A couple posters (2+) at your local ACP chapter, a poster at a national meeting in your field of interest, at least 1 publication preferably 2 (1 case report, 1 retrospective chart review) and a couple research projects "in progress" durIng interview season (this will give you something to talk about on interviews) will all but guarantee you a fellowship spot somewhere...barring any flags on your application.

I would say this^ is the bare minimum to feel confident. This is all just my opinion obviously there have been no RCTs to confirm this.
 
A couple posters (2+) at your local ACP chapter, a poster at a national meeting in your field of interest, at least 1 publication preferably 2 (1 case report, 1 retrospective chart review) and a couple research projects "in progress" durIng interview season (this will give you something to talk about on interviews) will all but guarantee you a fellowship spot somewhere...barring any flags on your application.

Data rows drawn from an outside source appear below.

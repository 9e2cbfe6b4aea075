// One-line task entry shared by the command interface and the TUI input
// bar: "title text :: description text". Only the first separator counts,
// and single colons stay part of the title, so titles like "Call Bob: 5pm"
// survive intact.
const DESCRIPTION_SEPARATOR: &str = "::";

#[derive(Debug, PartialEq)]
pub struct ParsedInput {
    pub title: String,
    // None means no separator was given, which edit flows treat as "leave
    // the description alone"; Some("") means it was given empty and the
    // description should be cleared.
    pub description: Option<String>,
}

pub fn parse_input(raw: &str) -> ParsedInput {
    match raw.split_once(DESCRIPTION_SEPARATOR) {
        Some((title, description)) => ParsedInput {
            title: title.trim().to_string(),
            description: Some(description.trim().to_string()),
        },
        None => ParsedInput {
            title: raw.trim().to_string(),
            description: None,
        },
    }
}

#[cfg(test)]
mod tests {
    use super::*;

    #[test]
    fn test_parse_title_only() {
        let parsed = parse_input("Buy milk");
        assert_eq!(parsed.title, "Buy milk");
        assert_eq!(parsed.description, None);
    }

    #[test]
    fn test_parse_title_and_description() {
        let parsed = parse_input("Buy milk :: 2% organic");
        assert_eq!(parsed.title, "Buy milk");
        assert_eq!(parsed.description, Some("2% organic".to_string()));
    }

    #[test]
    fn test_parse_keeps_single_colons_in_title() {
        let parsed = parse_input("Call Bob: 5pm :: about the contract");
        assert_eq!(parsed.title, "Call Bob: 5pm");
        assert_eq!(parsed.description, Some("about the contract".to_string()));
    }

    #[test]
    fn test_parse_empty_description_after_separator() {
        let parsed = parse_input("Buy milk ::");
        assert_eq!(parsed.title, "Buy milk");
        assert_eq!(parsed.description, Some(String::new()));
    }

    #[test]
    fn test_parse_only_first_separator_splits() {
        let parsed = parse_input("Buy milk :: 2% :: organic");
        assert_eq!(parsed.title, "Buy milk");
        assert_eq!(parsed.description, Some("2% :: organic".to_string()));
    }

    #[test]
    fn test_parse_trims_whitespace() {
        let parsed = parse_input("   Buy milk   ");
        assert_eq!(parsed.title, "Buy milk");
        assert_eq!(parsed.description, None);
    }

    #[test]
    fn test_parse_empty_input() {
        let parsed = parse_input("");
        assert_eq!(parsed.title, "");
        assert_eq!(parsed.description, None);
    }
}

I would say this^ is the bare minimum to feel confident. This is all just my opinion obviously there have been no RCTs to confirm this.

Thank you very much
 
Per usual advice...your best chance at fellowship is usually your home program (if they take internals). With that said, if you go small community program with an internal spot, you may not get too many external interviews and run a high risk of not matching unless you match internal.

Regardless, go to a residency program where you CAN be productive. Best way to find out is express interest-- ask (in a respectful way) the PD and residents if people are ACTUALLY doing stuff in GI. Ask how receptive the GI department is to residents doing research, rotating through the department, etc. Basically, you want to know if the GI attendings are going to provide you with solid mentorship. To me, productivitiy is a two way street-- you are willing to work hard, but you need GI attendings who can offer projects and help you produce finished work. Also look at their last few match lists, make sure residents are matching in GI, and a plus is matching at multiple different places.

In addition to the "productivity" definition above, dont forget about book chapters and review articles if you have the chance to do them.

I agree with the "in progress" research. People were more interested in talking to me about my current research than my past projects. Remember the saying "what have you done for me lately."

And be nice, to everyone. Bad reputations develop quickly.
 
I agree with the "in progress" research. People were more interested in talking to me about my current research than my past projects. Remember the saying "what have you done for me lately."

Was your research during residency time at the bench or was it clinical research projects? is there any inherent superiority to either of them as far as GI fellowships are concerned?

Thanks
 
Was your research during residency time at the bench or was it clinical research projects? is there any inherent superiority to either of them as far as GI fellowships are concerned?

Thanks

Clinical.

Not sure if one is superior, but do what you are interested in. Nothing worse than bench work if you hate it.
 
Agree. I enjoy clinical research more than bench one. thanks for the advice.